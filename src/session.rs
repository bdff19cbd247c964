// src/session.rs
//
// One acquisition run, executed on the worker thread:
//   open -> settle -> discard input -> wait for banner end -> stabilize -> N x 3 lines
// Progress and samples go to the foreground through `SessionEvent`s.

use crate::config::SessionConfig;
use crate::error::AcquisitionError;
use crate::protocol::{self, LINES_PER_SAMPLE};
use crate::serial::{Connector, LineSource};
use crate::store::Sample;
use chrono::Local;
use std::sync::mpsc::Sender;
use std::thread;
use std::time::{Duration, Instant};

#[derive(Debug, Clone, PartialEq)]
pub struct SessionSettings {
    /// Wait after opening the port while the board resets.
    pub settle_delay: Duration,
    /// Upper bound on the time spent waiting for the end of the startup banner.
    pub banner_timeout: Duration,
}

impl Default for SessionSettings {
    fn default() -> Self {
        Self {
            settle_delay: Duration::from_secs(2),
            banner_timeout: Duration::from_secs(30),
        }
    }
}

#[derive(Debug, Clone, Copy, PartialEq)]
pub enum Phase {
    Connecting,
    Stabilizing(Duration),
    Reading { index: u32, total: u32 },
}

#[derive(Debug)]
pub enum SessionEvent {
    Phase(Phase),
    /// Raw device line, for the event log.
    Line(String),
    Sample(Sample),
    Finished { samples: u32 },
    Failed(AcquisitionError),
}

/// Run the acquisition protocol to completion. Returns the number of samples emitted.
///
/// The link is dropped, and so closed, on every return path.
pub fn run<C: Connector>(
    connector: &C,
    config: &SessionConfig,
    settings: &SessionSettings,
    events: &Sender<SessionEvent>,
) -> Result<u32, AcquisitionError> {
    emit(events, SessionEvent::Phase(Phase::Connecting))?;
    let mut link = connector.open(&config.port)?;

    thread::sleep(settings.settle_delay);
    link.discard_input()?;

    wait_for_banner_end(&mut link, settings.banner_timeout, events)?;

    log::info!("stabilizing for {:?}", config.stabilization);
    emit(events, SessionEvent::Phase(Phase::Stabilizing(config.stabilization)))?;
    thread::sleep(config.stabilization);

    for index in 1..=config.readings {
        emit(
            events,
            SessionEvent::Phase(Phase::Reading {
                index,
                total: config.readings,
            }),
        )?;

        let mut lines = Vec::with_capacity(LINES_PER_SAMPLE);
        for _ in 0..LINES_PER_SAMPLE {
            let line = link
                .read_line()?
                .map(|l| protocol::clean_line(&l))
                .unwrap_or_default();
            log::debug!("reading {}: {:?}", index, line);
            if !line.is_empty() {
                emit(events, SessionEvent::Line(line.clone()))?;
            }
            lines.push(line);
        }

        let reading = protocol::parse_reading(&lines);
        if reading.voltage.is_none() || reading.current.is_none() {
            log::warn!("reading {} incomplete: {:?}", index, reading);
        }
        emit(events, SessionEvent::Sample(Sample::new(index, reading, Local::now())))?;
    }

    Ok(config.readings)
}

/// Consume startup lines until the calibration marker. Returns the number of lines read.
fn wait_for_banner_end<L: LineSource>(
    link: &mut L,
    budget: Duration,
    events: &Sender<SessionEvent>,
) -> Result<usize, AcquisitionError> {
    let started = Instant::now();
    let mut lines = 0;

    loop {
        if let Some(raw) = link.read_line()? {
            let line = protocol::clean_line(&raw);
            lines += 1;
            log::debug!("startup: {:?}", line);
            if !line.is_empty() {
                emit(events, SessionEvent::Line(line.clone()))?;
            }
            if protocol::is_banner_end(&line) {
                return Ok(lines);
            }
        }

        let waited = started.elapsed();
        if waited >= budget {
            return Err(AcquisitionError::BannerTimeout { waited, lines });
        }
    }
}

fn emit(events: &Sender<SessionEvent>, event: SessionEvent) -> Result<(), AcquisitionError> {
    events
        .send(event)
        .map_err(|_| AcquisitionError::Disconnected)
}


#[cfg(test)]
mod tests {
    use super::testing::*;
    use super::*;
    use crate::error::ErrorKind;
    use std::sync::mpsc::{self, Receiver};

    fn config(readings: u32) -> SessionConfig {
        SessionConfig {
            port: "COM7".into(),
            readings,
            stabilization: Duration::ZERO,
        }
    }

    fn samples(rx: &Receiver<SessionEvent>) -> Vec<Sample> {
        rx.try_iter()
            .filter_map(|e| match e {
                SessionEvent::Sample(s) => Some(s),
                _ => None,
            })
            .collect()
    }

    #[test]
    fn conforming_device_yields_n_samples() {
        for n in [1, 2, 7] {
            let connector = ScriptedConnector::new(move || device(n));
            let (tx, rx) = mpsc::channel();

            let count = run(&connector, &config(n as u32), &fast_settings(), &tx).unwrap();
            assert_eq!(count, n as u32);

            let got = samples(&rx);
            assert_eq!(got.len(), n);
            for (i, s) in got.iter().enumerate() {
                assert_eq!(s.index, i as u32 + 1);
                assert_eq!(s.voltage, Some(4.80));
                assert_eq!(s.current, Some(0.120));
            }
            assert_eq!(connector.closes(), 1);
        }
    }

    #[test]
    fn swapped_line_order_parses_the_same() {
        let connector = ScriptedConnector::new(|| {
            let mut steps = banner();
            steps.push(Step::Line("------------------"));
            steps.push(Step::Line("Current: 0.120 A"));
            steps.push(Step::Line("Input Voltage: 4.80 V"));
            steps
        });
        let (tx, rx) = mpsc::channel();
        run(&connector, &config(1), &fast_settings(), &tx).unwrap();

        let got = samples(&rx);
        assert_eq!(got[0].voltage, Some(4.80));
        assert_eq!(got[0].current, Some(0.120));
    }

    #[test]
    fn unparsable_reading_is_missing_and_run_continues() {
        let connector = ScriptedConnector::new(|| {
            let mut steps = banner();
            steps.push(Step::Line("garbage"));
            steps.push(Step::Timeout);
            steps.push(Step::Line("------------------"));
            steps.push(Step::Line("Input Voltage: 5.00 V"));
            steps.push(Step::Line("Current: ERR A"));
            steps.push(Step::Line("------------------"));
            steps
        });
        let (tx, rx) = mpsc::channel();
        assert_eq!(run(&connector, &config(2), &fast_settings(), &tx).unwrap(), 2);

        let got = samples(&rx);
        assert_eq!(got.len(), 2);
        assert_eq!((got[0].voltage, got[0].current), (None, None));
        assert_eq!((got[1].voltage, got[1].current), (Some(5.0), None));
    }

    #[test]
    fn silent_device_still_reaches_n_samples() {
        let connector = ScriptedConnector::new(banner);
        let (tx, rx) = mpsc::channel();
        assert_eq!(run(&connector, &config(3), &fast_settings(), &tx).unwrap(), 3);
        assert!(samples(&rx)
            .iter()
            .all(|s| s.voltage.is_none() && s.current.is_none()));
    }

    #[test]
    fn missing_banner_marker_times_out() {
        let connector = ScriptedConnector::new(|| vec![Step::Line("booting"), Step::Line("hello")]);
        let (tx, rx) = mpsc::channel();

        let err = run(&connector, &config(3), &fast_settings(), &tx).unwrap_err();
        assert!(matches!(err, AcquisitionError::BannerTimeout { lines: 2, .. }));
        assert_eq!(err.kind(), ErrorKind::Connectivity);
        assert!(samples(&rx).is_empty());
        assert_eq!(connector.closes(), 1);
    }

    #[test]
    fn open_failure_is_connectivity_error() {
        let mut connector = ScriptedConnector::new(|| device(1));
        connector.refuse = true;
        let (tx, _rx) = mpsc::channel();

        let err = run(&connector, &config(1), &fast_settings(), &tx).unwrap_err();
        assert_eq!(err.kind(), ErrorKind::Connectivity);
        assert_eq!(connector.closes(), 0);
    }

    #[test]
    fn io_failure_mid_run_keeps_earlier_samples() {
        let connector = ScriptedConnector::new(|| {
            let mut steps = device(1);
            steps.push(Step::Line("Input Voltage: 4.80 V"));
            steps.push(Step::Fail);
            steps
        });
        let (tx, rx) = mpsc::channel();

        let err = run(&connector, &config(5), &fast_settings(), &tx).unwrap_err();
        assert_eq!(err.kind(), ErrorKind::Unexpected);
        assert_eq!(samples(&rx).len(), 1);
        assert_eq!(connector.closes(), 1);
    }

    #[test]
    fn phases_are_reported_in_order() {
        let connector = ScriptedConnector::new(|| device(2));
        let (tx, rx) = mpsc::channel();
        run(&connector, &config(2), &fast_settings(), &tx).unwrap();

        let phases: Vec<Phase> = rx
            .try_iter()
            .filter_map(|e| match e {
                SessionEvent::Phase(p) => Some(p),
                _ => None,
            })
            .collect();
        assert_eq!(
            phases,
            vec![
                Phase::Connecting,
                Phase::Stabilizing(Duration::ZERO),
                Phase::Reading { index: 1, total: 2 },
                Phase::Reading { index: 2, total: 2 },
            ]
        );
    }
}
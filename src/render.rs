// src/render.rs
//
// Plot model for a pair of axes over the sample store, and its egui_plot drawing.

use crate::store::SampleStore;
use eframe::egui::{self, Color32};
use egui_plot::{Line, MarkerShape, Plot, PlotBounds, PlotPoints, Points};

#[derive(Debug, Clone, Copy, PartialEq, Eq, Hash)]
pub enum Axis {
    ReadingNumber,
    Time,
    Voltage,
    Current,
}

impl Axis {
    pub const ALL: [Axis; 4] = [Axis::ReadingNumber, Axis::Time, Axis::Voltage, Axis::Current];

    pub fn name(self) -> &'static str {
        match self {
            Axis::ReadingNumber => "Reading Number",
            Axis::Time => "Time",
            Axis::Voltage => "Voltage",
            Axis::Current => "Current",
        }
    }

    pub fn label(self) -> &'static str {
        match self {
            Axis::ReadingNumber => "Reading Number",
            Axis::Time => "Time (s)",
            Axis::Voltage => "Voltage (V)",
            Axis::Current => "Current (A)",
        }
    }
}

#[derive(Debug, Clone, Copy, PartialEq)]
pub struct Range {
    pub min: f64,
    pub max: f64,
}

#[derive(Debug, Clone, PartialEq)]
pub enum PlotView {
    /// Labelled axes, no series.
    NoData {
        title: &'static str,
        x_label: &'static str,
        y_label: &'static str,
    },
    Series {
        title: String,
        x_label: &'static str,
        y_label: &'static str,
        points: Vec<[f64; 2]>,
        x_range: Range,
        y_range: Range,
    },
}

pub fn plot_view(store: &SampleStore, x: Axis, y: Axis) -> PlotView {
    build(&store.series(x), &store.series(y), x, y)
}

/// Pair up two series, dropping any pair with a missing side.
pub fn build(xs: &[Option<f64>], ys: &[Option<f64>], x: Axis, y: Axis) -> PlotView {
    if xs.is_empty() || ys.is_empty() {
        return PlotView::NoData {
            title: "Experiment Results (No data available)",
            x_label: x.label(),
            y_label: y.label(),
        };
    }

    let points: Vec<[f64; 2]> = xs
        .iter()
        .zip(ys.iter())
        .filter_map(|(&px, &py)| match (px, py) {
            (Some(px), Some(py)) if !px.is_nan() && !py.is_nan() => Some([px, py]),
            _ => None,
        })
        .collect();

    let (Some(x_range), Some(y_range)) = (
        padded_range(points.iter().map(|p| p[0])),
        padded_range(points.iter().map(|p| p[1])),
    ) else {
        return PlotView::NoData {
            title: "Experiment Results (No valid data received)",
            x_label: x.label(),
            y_label: y.label(),
        };
    };

    PlotView::Series {
        title: format!("{} vs {}", y.name(), x.name()),
        x_label: x.label(),
        y_label: y.label(),
        points,
        x_range,
        y_range,
    }
}

/// min/max widened by 5 % of the span, or by 0.1 when the span is zero.
fn padded_range(values: impl Iterator<Item = f64>) -> Option<Range> {
    let (min, max) = values.fold(None, |acc: Option<(f64, f64)>, v| match acc {
        None => Some((v, v)),
        Some((lo, hi)) => Some((lo.min(v), hi.max(v))),
    })?;

    let margin = if max != min { (max - min) * 0.05 } else { 0.1 };
    Some(Range {
        min: min - margin,
        max: max + margin,
    })
}

impl PlotView {
    pub fn title(&self) -> &str {
        match self {
            PlotView::NoData { title, .. } => title,
            PlotView::Series { title, .. } => title,
        }
    }

    pub fn points(&self) -> &[[f64; 2]] {
        match self {
            PlotView::NoData { .. } => &[],
            PlotView::Series { points, .. } => points,
        }
    }
}

// ----------------- drawing -----------------

const SERIES_COLOR: Color32 = Color32::from_rgb(0, 255, 255);

pub fn show(ui: &mut egui::Ui, view: &PlotView) {
    let (x_label, y_label) = match view {
        PlotView::NoData {
            x_label, y_label, ..
        }
        | PlotView::Series {
            x_label, y_label, ..
        } => (*x_label, *y_label),
    };

    let title_color = match view {
        PlotView::NoData { .. } => Color32::from_rgb(220, 60, 60),
        PlotView::Series { .. } => Color32::WHITE,
    };
    ui.vertical_centered(|ui| {
        ui.label(egui::RichText::new(view.title()).strong().color(title_color));
    });

    Plot::new("results_plot")
        .x_axis_label(x_label)
        .y_axis_label(y_label)
        .allow_drag(false)
        .allow_zoom(false)
        .allow_scroll(false)
        .show(ui, |plot_ui| {
            if let PlotView::Series {
                x_range, y_range, ..
            } = view
            {
                let points = view.points();
                let line: PlotPoints = points.iter().copied().collect();
                plot_ui.line(Line::new(view.title(), line).color(SERIES_COLOR).width(2.0));

                let markers: PlotPoints = points.iter().copied().collect();
                plot_ui.points(
                    Points::new("Samples", markers)
                        .shape(MarkerShape::Circle)
                        .radius(4.0)
                        .filled(true)
                        .color(Color32::WHITE),
                );

                plot_ui.set_plot_bounds(PlotBounds::from_min_max(
                    [x_range.min, y_range.min],
                    [x_range.max, y_range.max],
                ));
            }
        });
}
// src/serial.rs
//
// Line-oriented access to the device. The session only sees the two traits,
// so it can be driven by a real port or a scripted one.

use crate::error::AcquisitionError;
use serialport::{ClearBuffer, SerialPort};
use std::io::{self, Read};
use std::time::{Duration, Instant};

/// Source of device lines.
pub trait LineSource {
    /// Next line without its terminator. `Ok(None)` when the per-line timeout expired with nothing read.
    fn read_line(&mut self) -> io::Result<Option<String>>;

    /// Throw away whatever the device sent before this call.
    fn discard_input(&mut self) -> io::Result<()>;
}

/// Opens a link to a named port. The link is closed when dropped.
pub trait Connector {
    type Link: LineSource;

    fn open(&self, port: &str) -> Result<Self::Link, AcquisitionError>;
}

#[derive(Debug, Clone)]
pub struct SerialConnector {
    pub baud_rate: u32,
    pub read_timeout: Duration,
}

impl Connector for SerialConnector {
    type Link = SerialLink;

    fn open(&self, port: &str) -> Result<SerialLink, AcquisitionError> {
        let handle = serialport::new(port, self.baud_rate)
            .timeout(self.read_timeout)
            .open()
            .map_err(|source| AcquisitionError::Open {
                port: port.to_string(),
                source,
            })?;
        log::info!("opened {} at {} baud", port, self.baud_rate);

        Ok(SerialLink {
            name: port.to_string(),
            lines: LineReader::new(handle, self.read_timeout),
        })
    }
}

/// Longest line kept before it is handed back unterminated.
pub const MAX_LINE_LEN: usize = 4096;

/// Splits a byte stream into lines. A call never runs longer than the read
/// timeout nor buffers more than `MAX_LINE_LEN` bytes, even if the device
/// keeps sending without a newline.
pub struct LineReader<R> {
    inner: R,
    read_timeout: Duration,
    // bytes read past the last newline
    pending: Vec<u8>,
}

impl<R: Read> LineReader<R> {
    pub fn new(inner: R, read_timeout: Duration) -> Self {
        Self {
            inner,
            read_timeout,
            pending: Vec::new(),
        }
    }

    pub fn get_mut(&mut self) -> &mut R {
        &mut self.inner
    }

    /// Drop buffered bytes that have not formed a line yet.
    pub fn clear(&mut self) {
        self.pending.clear();
    }

    /// Next line without `\n` / `\r\n`. A partial line comes back when the
    /// deadline passes or the buffer is full; `Ok(None)` when nothing arrived.
    pub fn read_line(&mut self) -> io::Result<Option<String>> {
        let deadline = Instant::now() + self.read_timeout;
        let mut buf = [0u8; 256];

        loop {
            if let Some(end) = self.pending.iter().position(|&b| b == b'\n') {
                return Ok(Some(self.take_line(end)));
            }
            if self.pending.len() >= MAX_LINE_LEN {
                log::warn!("no newline in {} bytes, splitting", self.pending.len());
                return Ok(Some(self.take_partial(MAX_LINE_LEN)));
            }

            let timed_out = match self.inner.read(&mut buf) {
                Ok(0) => true,
                Ok(n) => {
                    self.pending.extend_from_slice(&buf[..n]);
                    false
                }
                Err(ref e) if e.kind() == io::ErrorKind::TimedOut => true,
                Err(ref e) if e.kind() == io::ErrorKind::Interrupted => false,
                Err(e) => return Err(e),
            };

            if timed_out || Instant::now() >= deadline {
                if let Some(end) = self.pending.iter().position(|&b| b == b'\n') {
                    return Ok(Some(self.take_line(end)));
                }
                if self.pending.is_empty() {
                    return Ok(None);
                }
                let len = self.pending.len().min(MAX_LINE_LEN);
                return Ok(Some(self.take_partial(len)));
            }
        }
    }

    fn take_line(&mut self, end: usize) -> String {
        let mut line: Vec<u8> = self.pending.drain(..=end).collect();
        line.pop();
        if line.last() == Some(&b'\r') {
            line.pop();
        }
        String::from_utf8_lossy(&line).into_owned()
    }

    fn take_partial(&mut self, len: usize) -> String {
        let line: Vec<u8> = self.pending.drain(..len).collect();
        String::from_utf8_lossy(&line).trim_end().to_string()
    }
}

pub struct SerialLink {
    name: String,
    lines: LineReader<Box<dyn SerialPort>>,
}

impl LineSource for SerialLink {
    fn read_line(&mut self) -> io::Result<Option<String>> {
        self.lines.read_line()
    }

    fn discard_input(&mut self) -> io::Result<()> {
        self.lines.clear();
        self.lines
            .get_mut()
            .clear(ClearBuffer::Input)
            .map_err(io::Error::from)
    }
}

impl Drop for SerialLink {
    fn drop(&mut self) {
        log::info!("closed {}", self.name);
    }
}

/// Port names for the port dropdown.
pub fn available_ports() -> Vec<String> {
    match serialport::available_ports() {
        Ok(ports) => ports.into_iter().map(|p| p.port_name).collect(),
        Err(e) => {
            log::warn!("listing serial ports failed: {}", e);
            Vec::new()
        }
    }
}

#[cfg(test)]
mod tests {
    use super::*;
    use std::collections::VecDeque;

    /// Byte source that replays chunks; an exhausted script reads as a timeout.
    struct Chunks(VecDeque<io::Result<Vec<u8>>>);

    impl Chunks {
        fn new(chunks: Vec<io::Result<&[u8]>>) -> Self {
            Self(chunks.into_iter().map(|c| c.map(|b| b.to_vec())).collect())
        }
    }

    impl Read for Chunks {
        fn read(&mut self, buf: &mut [u8]) -> io::Result<usize> {
            match self.0.pop_front() {
                Some(Ok(bytes)) => {
                    let n = bytes.len().min(buf.len());
                    buf[..n].copy_from_slice(&bytes[..n]);
                    if n < bytes.len() {
                        self.0.push_front(Ok(bytes[n..].to_vec()));
                    }
                    Ok(n)
                }
                Some(Err(e)) => Err(e),
                None => Err(io::Error::new(io::ErrorKind::TimedOut, "timed out")),
            }
        }
    }

    /// A device that never stops sending and never sends a newline.
    struct Noise;

    impl Read for Noise {
        fn read(&mut self, buf: &mut [u8]) -> io::Result<usize> {
            buf.fill(b'x');
            Ok(buf.len())
        }
    }

    fn reader(chunks: Vec<io::Result<&[u8]>>) -> LineReader<Chunks> {
        LineReader::new(Chunks::new(chunks), Duration::from_secs(5))
    }

    #[test]
    fn splits_lines_and_strips_carriage_return() {
        let mut r = reader(vec![Ok(b"Input Voltage: 4.8 V\r\n"), Ok(b"Current: 0.1 A\n")]);
        assert_eq!(r.read_line().unwrap().as_deref(), Some("Input Voltage: 4.8 V"));
        assert_eq!(r.read_line().unwrap().as_deref(), Some("Current: 0.1 A"));
        assert_eq!(r.read_line().unwrap(), None);
    }

    #[test]
    fn several_lines_in_one_read() {
        let mut r = reader(vec![Ok(b"one\r\ntwo\nthr"), Ok(b"ee\n")]);
        assert_eq!(r.read_line().unwrap().as_deref(), Some("one"));
        assert_eq!(r.read_line().unwrap().as_deref(), Some("two"));
        assert_eq!(r.read_line().unwrap().as_deref(), Some("three"));
    }

    #[test]
    fn line_split_across_reads() {
        let mut r = reader(vec![Ok(b"Calibrated Cur"), Ok(b"rent Sensor Offset: 2.5\r"), Ok(b"\n")]);
        assert_eq!(
            r.read_line().unwrap().as_deref(),
            Some("Calibrated Current Sensor Offset: 2.5")
        );
    }

    #[test]
    fn timeout_returns_partial_line() {
        let mut r = reader(vec![Ok(b"Current: 0.3 A  ")]);
        assert_eq!(r.read_line().unwrap().as_deref(), Some("Current: 0.3 A"));
        assert_eq!(r.read_line().unwrap(), None);
    }

    #[test]
    fn empty_timeout_is_none() {
        let mut r = reader(vec![]);
        assert_eq!(r.read_line().unwrap(), None);
    }

    #[test]
    fn other_errors_propagate() {
        let mut r = reader(vec![Err(io::Error::new(io::ErrorKind::BrokenPipe, "unplugged"))]);
        assert_eq!(r.read_line().unwrap_err().kind(), io::ErrorKind::BrokenPipe);
    }

    #[test]
    fn clear_drops_buffered_bytes() {
        let mut r = reader(vec![Ok(b"stale\nmore stale"), Ok(b"fresh\n")]);
        assert_eq!(r.read_line().unwrap().as_deref(), Some("stale"));
        r.clear();
        assert_eq!(r.read_line().unwrap().as_deref(), Some("fresh"));
    }

    #[test]
    fn endless_stream_without_newline_is_bounded() {
        let mut r = LineReader::new(Noise, Duration::from_secs(60));
        let started = Instant::now();

        let line = r.read_line().unwrap().unwrap();
        assert_eq!(line.len(), MAX_LINE_LEN);
        assert!(line.bytes().all(|b| b == b'x'));
        assert!(started.elapsed() < Duration::from_secs(5));

        // the next call is bounded the same way
        assert_eq!(r.read_line().unwrap().unwrap().len(), MAX_LINE_LEN);
    }

    #[test]
    fn endless_stream_stops_at_the_deadline() {
        let mut r = LineReader::new(Noise, Duration::ZERO);
        let line = r.read_line().unwrap().unwrap();
        assert!(!line.is_empty());
        assert!(line.len() <= MAX_LINE_LEN);
    }
}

**Work to complete**
Only lines of the material that contain the word "usize" belong in the answer; copy each one.

**Answer**
) -> Result<usize, AcquisitionError> {
pub const MAX_LINE_LEN: usize = 4096;
    fn take_line(&mut self, end: usize) -> String {
    fn take_partial(&mut self, len: usize) -> String {
        fn read(&mut self, buf: &mut [u8]) -> io::Result<usize> {
        fn read(&mut self, buf: &mut [u8]) -> io::Result<usize> {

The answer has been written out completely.